People walk in and out of our lives everyday. Strangers become friends, and friends become strangers. Sometimes one relationship change is easier than another, regardless, one must pray, and know that God has a will for whatever happens in our lives. Even though we walk through life with free will and choice to everything we say do and believe, He still is in control, and He always knows what is going on and what will come to be. Every relationship will come to pass, everyone dies, death is the outcome for every living being, but if you choose Him, and a relationship with Him, that is the one relationship that is everlasting, will last into eternity, thus should be the one on which you spend most of your time improving. I have to remind myself all the time of this. Especially here recently, but what has helped is just letting Jesus hear my whole heart, spilling all my guts and broken pieces out into His arms, His ears. Letting Him know that I know that He is there and He is listening, letting Him hear my confession and repentance. Asking Him for comfort and a new direction, and seeking it in His Word. 
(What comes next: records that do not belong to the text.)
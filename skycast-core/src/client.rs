use anyhow::{Context, Result, anyhow, bail};
use reqwest::Client;
use serde::Deserialize;
use std::{fmt, time::Duration};

use crate::{
    adapter::normalize,
    config::{Config, DEFAULT_BASE_URL, DEFAULT_FORECAST_DAYS},
    model::NormalizedSnapshot,
    raw::RawProviderPayload,
};

/// What to ask the provider for: a place name or a coordinate pair.
#[derive(Debug, Clone, PartialEq)]
pub enum LocationQuery {
    City(String),
    Coordinates { lat: f64, lon: f64 },
}

impl LocationQuery {
    /// `"lat,lon"` becomes coordinates; anything else is treated as a city.
    pub fn parse(input: &str) -> Result<Self> {
        let input = input.trim();
        if input.is_empty() {
            bail!("Missing city or coordinates");
        }

        if let Some((lat, lon)) = input.split_once(',') {
            if let (Ok(lat), Ok(lon)) = (lat.trim().parse::<f64>(), lon.trim().parse::<f64>()) {
                return Ok(LocationQuery::Coordinates { lat, lon });
            }
        }

        Ok(LocationQuery::City(input.to_string()))
    }
}

impl fmt::Display for LocationQuery {
    fn fmt(&self, f: &mut fmt::Formatter<'_>) -> fmt::Result {
        match self {
            LocationQuery::City(name) => f.write_str(name),
            LocationQuery::Coordinates { lat, lon } => write!(f, "{lat},{lon}"),
        }
    }
}

const REQUEST_TIMEOUT: Duration = Duration::from_secs(15);

/// Fetches `forecast.json` (current + forecast + air quality) from WeatherAPI.com.
#[derive(Debug, Clone)]
pub struct WeatherApiClient {
    api_key: String,
    base_url: String,
    days: u8,
    http: Client,
}

impl WeatherApiClient {
    pub fn new(api_key: String) -> Result<Self> {
        Self::with_base_url(api_key, DEFAULT_BASE_URL)
    }

    pub fn with_base_url(api_key: String, base_url: &str) -> Result<Self> {
        let http = Client::builder()
            .timeout(REQUEST_TIMEOUT)
            .build()
            .context("Failed to build HTTP client")?;

        Ok(Self {
            api_key,
            base_url: base_url.trim_end_matches('/').to_string(),
            days: DEFAULT_FORECAST_DAYS,
            http,
        })
    }

    pub fn from_config(config: &Config) -> Result<Self> {
        let mut client = Self::with_base_url(config.resolve_api_key()?, config.base_url())?;
        client.days = config.forecast_days();
        Ok(client)
    }

    pub async fn fetch_raw(&self, query: &LocationQuery) -> Result<RawProviderPayload> {
        let url = format!("{}/forecast.json", self.base_url);
        let q = query.to_string();
        let days = self.days.to_string();

        tracing::debug!(%url, query = %q, days = self.days, "Requesting forecast");

        let res = self
            .http
            .get(&url)
            .query(&[
                ("key", self.api_key.as_str()),
                ("q", q.as_str()),
                ("days", days.as_str()),
                ("aqi", "yes"),
                ("alerts", "no"),
            ])
            .send()
            .await
            .context("Failed to send request to WeatherAPI.com (forecast)")?;

        let status = res.status();
        let body = res.text().await.context("Failed to read WeatherAPI forecast response body")?;

        tracing::debug!(%status, bytes = body.len(), "Forecast response received");

        if !status.is_success() {
            return Err(anyhow!(
                "WeatherAPI forecast request failed with status {}: {}",
                status,
                provider_message(&body).unwrap_or_else(|| truncate_body(&body)),
            ));
        }

        Ok(RawProviderPayload::from_json(&body)?)
    }

    pub async fn fetch_snapshot(&self, query: &LocationQuery) -> Result<NormalizedSnapshot> {
        let raw = self.fetch_raw(query).await?;
        Ok(normalize(&raw)?)
    }
}

#[derive(Debug, Deserialize)]
struct WaErrorBody {
    error: WaErrorDetail,
}

#[derive(Debug, Deserialize)]
struct WaErrorDetail {
    message: String,
}

fn provider_message(body: &str) -> Option<String> {
    serde_json::from_str::<WaErrorBody>(body).ok().map(|b| b.error.message)
}

fn truncate_body(body: &str) -> String {
    const MAX: usize = 200;
    if body.chars().count() > MAX {
        format!("{}...", body.chars().take(MAX).collect::<String>())
    } else {
        body.to_string()
    }
}

#[cfg(test)]
mod tests {
    use super::*;
    use crate::error::AdapterError;
    use serde_json::json;
    use wiremock::matchers::{method, path, query_param};
    use wiremock::{Mock, MockServer, ResponseTemplate};

    fn minimal_payload() -> serde_json::Value {
        let day = |epoch: i64| {
            json!({
                "date_epoch": epoch,
                "day": { "maxtemp_c": 14.0, "mintemp_c": 6.0, "condition": { "text": "Sunny", "code": 1000 } },
                "hour": [
                    { "time_epoch": epoch + 3600, "temp_c": 7.0, "is_day": 0, "condition": { "text": "Clear", "code": 1000 } }
                ]
            })
        };
        json!({
            "location": { "name": "Oslo", "region": "Oslo", "country": "Norway" },
            "current": {
                "last_updated_epoch": 1_700_000_000,
                "temp_c": 8.0, "feelslike_c": 6.5, "humidity": 70, "pressure_mb": 1020.0,
                "wind_kph": 18.0, "is_day": 1,
                "condition": { "text": "Sunny", "code": 1000 }
            },
            "forecast": { "forecastday": [day(1_700_000_000), day(1_700_086_400)] }
        })
    }

    #[test]
    fn parse_location_queries() {
        assert_eq!(
            LocationQuery::parse(" London ").unwrap(),
            LocationQuery::City("London".to_string())
        );
        assert_eq!(
            LocationQuery::parse("51.5, -0.12").unwrap(),
            LocationQuery::Coordinates { lat: 51.5, lon: -0.12 }
        );
        assert_eq!(
            LocationQuery::parse("Washington, DC").unwrap(),
            LocationQuery::City("Washington, DC".to_string())
        );
        assert!(LocationQuery::parse("   ").is_err());
    }

    #[test]
    fn truncate_respects_char_boundaries() {
        let body = "é".repeat(300);
        let out = truncate_body(&body);
        assert!(out.ends_with("..."));
        assert_eq!(out.chars().count(), 203);
    }

    #[tokio::test]
    async fn fetch_snapshot_normalizes_response() {
        let server = MockServer::start().await;

        Mock::given(method("GET"))
            .and(path("/forecast.json"))
            .and(query_param("key", "TEST"))
            .and(query_param("q", "Oslo"))
            .and(query_param("days", "7"))
            .and(query_param("aqi", "yes"))
            .respond_with(ResponseTemplate::new(200).set_body_json(minimal_payload()))
            .mount(&server)
            .await;

        let client = WeatherApiClient::with_base_url("TEST".into(), &server.uri()).unwrap();
        let snapshot = client.fetch_snapshot(&LocationQuery::City("Oslo".into())).await.unwrap();

        assert_eq!(snapshot.current.location_name, "Oslo");
        assert_eq!(snapshot.current.wind_speed, 5.0);
        assert_eq!(snapshot.hourly.len(), 2);
        assert_eq!(snapshot.daily.len(), 2);
    }

    #[tokio::test]
    async fn provider_error_message_is_surfaced() {
        let server = MockServer::start().await;

        Mock::given(method("GET"))
            .and(path("/forecast.json"))
            .respond_with(ResponseTemplate::new(400).set_body_json(json!({
                "error": { "code": 1006, "message": "No matching location found." }
            })))
            .mount(&server)
            .await;

        let client = WeatherApiClient::with_base_url("TEST".into(), &server.uri()).unwrap();
        let err = client.fetch_raw(&LocationQuery::City("Nowhere".into())).await.unwrap_err();

        let msg = err.to_string();
        assert!(msg.contains("400"));
        assert!(msg.contains("No matching location found."));
    }

    #[tokio::test]
    async fn structurally_broken_payload_keeps_adapter_error() {
        let server = MockServer::start().await;

        Mock::given(method("GET"))
            .and(path("/forecast.json"))
            .respond_with(ResponseTemplate::new(200).set_body_json(json!({ "location": {} })))
            .mount(&server)
            .await;

        let client = WeatherApiClient::with_base_url("TEST".into(), &server.uri()).unwrap();
        let err = client.fetch_snapshot(&LocationQuery::City("Oslo".into())).await.unwrap_err();

        assert!(matches!(
            err.downcast_ref::<AdapterError>(),
            Some(AdapterError::MalformedUpstreamPayload { .. })
        ));
    }

    #[tokio::test]
    async fn from_config_honors_base_url_and_days() {
        let server = MockServer::start().await;

        Mock::given(method("GET"))
            .and(path("/forecast.json"))
            .and(query_param("days", "3"))
            .respond_with(ResponseTemplate::new(200).set_body_json(minimal_payload()))
            .expect(1)
            .mount(&server)
            .await;

        let config = Config {
            api_key: Some("FROM-FILE".into()),
            base_url: Some(format!("{}/", server.uri())),
            forecast_days: Some(3),
            ..Default::default()
        };
        let client = WeatherApiClient::from_config(&config).unwrap();
        let snapshot = client.fetch_snapshot(&LocationQuery::City("Oslo".into())).await.unwrap();

        assert_eq!(snapshot.daily.len(), 2);
    }

    #[test]
    fn client_construction_returns_result() {
        let client = WeatherApiClient::new("KEY".into()).unwrap();
        assert_eq!(client.base_url, DEFAULT_BASE_URL);
        assert_eq!(client.days, DEFAULT_FORECAST_DAYS);
    }
}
My heart aches for the pain I have caused some people that I absolutely love dearly, pain I cannot take back, pain that I cannot heal at this time, pain that I have to rely on God's hands to heal, and rely on His comfort to know is being healed. Pain that I am sure is way beyond the pains I constantly feel for my sorry self. I betrayed, decieved, and practically tore apart a relationship I never wanted to do that to. Thus, I sit back and pay the consequences, and pray. Pray to a sovereign Lord who heals all pain, I don't even care at this point if He tends to my pain, though I know He already is, but I pray He is healing the wounds in them that I have created. 

And as always, I don't forget about my prayer warriors. Those people that I rely on with my prayer requests and needs, those people that fervently pray for me, I let them know of my struggles, and accept their hand in God's help. When you are hurting, He is there. When you are happy, He is there. I am thankful for His help through the tough times and give Him my appreciation in the ups, He more than deserves it.

'Trust in God's timing. It's better to wait awhile and have things fall into place, than to rush and have things fall apart.' -Adam Cappa

2 Cor. 5:10 "For we must all appear before the judgment seat of Christ; that every one may receive the things done in his body, according to that he hath done, whether it be bad or good."